Conner Brown, CEO of the Bitcoin Policy Institute, noted that the draft maintains double taxation on Bitcoin mining but offers precisely targeted relief for staking. According to Brown, the proposed law randomly selects financial winners and losers.

“[The bill] creates a two-tier tax system, where stakers are granted deferral, but miners still face the same ‘imaginary income’ problem that both parties have noted requires a solution,” the Bitcoin Policy Institute commented.

The draft would also facilitate the use of certain stablecoins defined by the GENIUS Act in the taxation of everyday payments.

The Bitcoin Policy Institute noted that this complicates the use of Bitcoin for small retail purchases. These transactions may still incur capital gains reporting obligations, adding a tax burden to everyday spending.

“[In the draft] stablecoins are offered a $200 de minimis exemption, but not Bitcoin, even though Bitcoin alone accounts for 60% of the market value of all digital assets. This means that a coffee cup buyer using Bitcoin still has to calculate capital gains. The de minimis exemption for Bitcoin's everyday payments is essential as cryptocurrency matures into a global medium of exchange. Any legislation that truly aims for equality must include this,” the think tank added.

Industry experts emphasize the room for improvement.

While Bitcoin proponents oppose exemptions, broader industry advocacy groups are trying to leverage the draft as a starting point for wider reform.

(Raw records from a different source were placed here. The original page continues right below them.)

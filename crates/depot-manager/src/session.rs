//! # Session State
//!
//! Per-caller state that lives between requests.
//!
//! ## Lifecycle
//! ```text
//! ┌─────────────────────────────────────────────────────────────────────────┐
//! │                    Session Fields                                       │
//! │                                                                         │
//! │  Field               Kind         Set by               Cleared by       │
//! │  ─────               ────         ──────               ──────────       │
//! │                                                                         │
//! │  current_warehouse   persistent   create / select      delete_current   │
//! │                                                        (or a snapshot   │
//! │                                                         that no longer  │
//! │                                                         finds it)       │
//! │                                                                         │
//! │  pending_error       one-shot     any rejection        every snapshot   │
//! │                                                                         │
//! │  pending_edit        one-shot     request_edit         every snapshot   │
//! │                                                                         │
//! │  POST /add_item ──► manager op ──► redirect ──► GET / ──► get_snapshot  │
//! │                     (may set a one-shot)                (takes both)    │
//! └─────────────────────────────────────────────────────────────────────────┘
//! ```
//!
//! `known_warehouses` is not stored here. It is read from the catalog on
//! every snapshot, so sessions sharing a database always agree on it.

use depot_core::{Item, WarehouseName};

// =============================================================================
// OneShot
// =============================================================================

/// A value that is read at most once.
///
/// Setting replaces any previous value; taking leaves the slot empty.
#[derive(Debug, Clone, PartialEq, Eq)]
pub struct OneShot<T>(Option<T>);

impl<T> Default for OneShot<T> {
    fn default() -> Self {
        OneShot(None)
    }
}

impl<T> OneShot<T> {
    /// Creates an empty slot.
    pub fn new() -> Self {
        OneShot(None)
    }

    /// Stores a value, replacing any previous one.
    pub fn set(&mut self, value: T) {
        self.0 = Some(value);
    }

    /// Removes and returns the value.
    pub fn take(&mut self) -> Option<T> {
        self.0.take()
    }

    /// Looks at the value without consuming it.
    pub fn peek(&self) -> Option<&T> {
        self.0.as_ref()
    }

    pub fn is_set(&self) -> bool {
        self.0.is_some()
    }
}

// =============================================================================
// Session
// =============================================================================

/// The transient fields taken by one snapshot read.
#[derive(Debug, Clone, Default, PartialEq, Eq)]
pub struct Transient {
    pub pending_edit_payload: Option<Item>,
    pub pending_error: Option<String>,
}

/// State for one caller (one browser session, one test).
///
/// Sessions are independent: two sessions over the same database keep their
/// own selection and their own one-shot fields.
#[derive(Debug, Clone, Default)]
pub struct Session {
    current_warehouse: Option<WarehouseName>,
    pending_error: OneShot<String>,
    pending_edit: OneShot<Item>,
}

impl Session {
    /// Creates a session with no selection and empty one-shot fields.
    pub fn new() -> Self {
        Session::default()
    }

    /// The selected warehouse, if any.
    pub fn current_warehouse(&self) -> Option<&WarehouseName> {
        self.current_warehouse.as_ref()
    }

    /// The pending error message, without consuming it.
    pub fn pending_error(&self) -> Option<&str> {
        self.pending_error.peek().map(String::as_str)
    }

    /// The staged edit payload, without consuming it.
    pub fn pending_edit(&self) -> Option<&Item> {
        self.pending_edit.peek()
    }

    /// Returns both one-shot fields and clears them.
    pub fn take_transient(&mut self) -> Transient {
        Transient {
            pending_edit_payload: self.pending_edit.take(),
            pending_error: self.pending_error.take(),
        }
    }

    pub(crate) fn select(&mut self, warehouse: WarehouseName) {
        self.current_warehouse = Some(warehouse);
    }

    pub(crate) fn clear_selection(&mut self) -> Option<WarehouseName> {
        self.current_warehouse.take()
    }

    pub(crate) fn record_error(&mut self, message: String) {
        self.pending_error.set(message);
    }

    pub(crate) fn stage_edit(&mut self, item: Item) {
        self.pending_edit.set(item);
    }
}

// =============================================================================
// Unit Tests
// =============================================================================

#[cfg(test)]
mod tests {
    use super::*;

    #[test]
    fn test_one_shot_take_once() {
        let mut slot = OneShot::new();
        assert!(!slot.is_set());

        slot.set(1);
        slot.set(2);
        assert_eq!(slot.peek(), Some(&2));
        assert_eq!(slot.take(), Some(2));
        assert_eq!(slot.take(), None);
    }

    #[test]
    fn test_take_transient_clears_both() {
        let mut session = Session::new();
        let item = Item {
            name: "Bolt".to_string(),
            id: 1,
            quantity: 3,
            other: String::new(),
        };

        session.record_error("IDs must be unique.".to_string());
        session.stage_edit(item.clone());
        assert_eq!(session.pending_error(), Some("IDs must be unique."));

        let transient = session.take_transient();
        assert_eq!(transient.pending_edit_payload, Some(item));
        assert_eq!(transient.pending_error.as_deref(), Some("IDs must be unique."));

        assert_eq!(session.take_transient(), Transient::default());
    }

    #[test]
    fn test_selection_survives_take() {
        let mut session = Session::new();
        let main = WarehouseName::parse("Main").unwrap();

        session.select(main.clone());
        let _ = session.take_transient();
        assert_eq!(session.current_warehouse(), Some(&main));

        assert_eq!(session.clear_selection(), Some(main));
        assert!(session.current_warehouse().is_none());
    }
}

Cody Carbone, CEO of The Digital Chamber, welcomed the PARITY Act but emphasized the need for extensive changes to prevent the industry from moving overseas.

“We are excited to see the bipartisan draft of the digital assets tax proposal. We have prioritized clarifying taxation throughout this congressional session – that’s why the publication of the draft is exciting for us, so we can truly influence the public discussion,” he stated.

Although he thinks it’s great that the discussion draft is finally public, the current version requires significant improvements.

In this context, Carbone presented several key changes that his organization demands. Among other things, the proposal that both staked and mined rewards would be taxed only upon sale or transfer of the asset, a broader de minimis exemption in addition to stablecoins, and the exemption of fundamental technical operations, such as transferring cryptocurrency to one's own wallet, from taxation.

He also called for simpler tax return forms to avoid overlapping reporting and clearer guidelines on lending and gifting digital assets.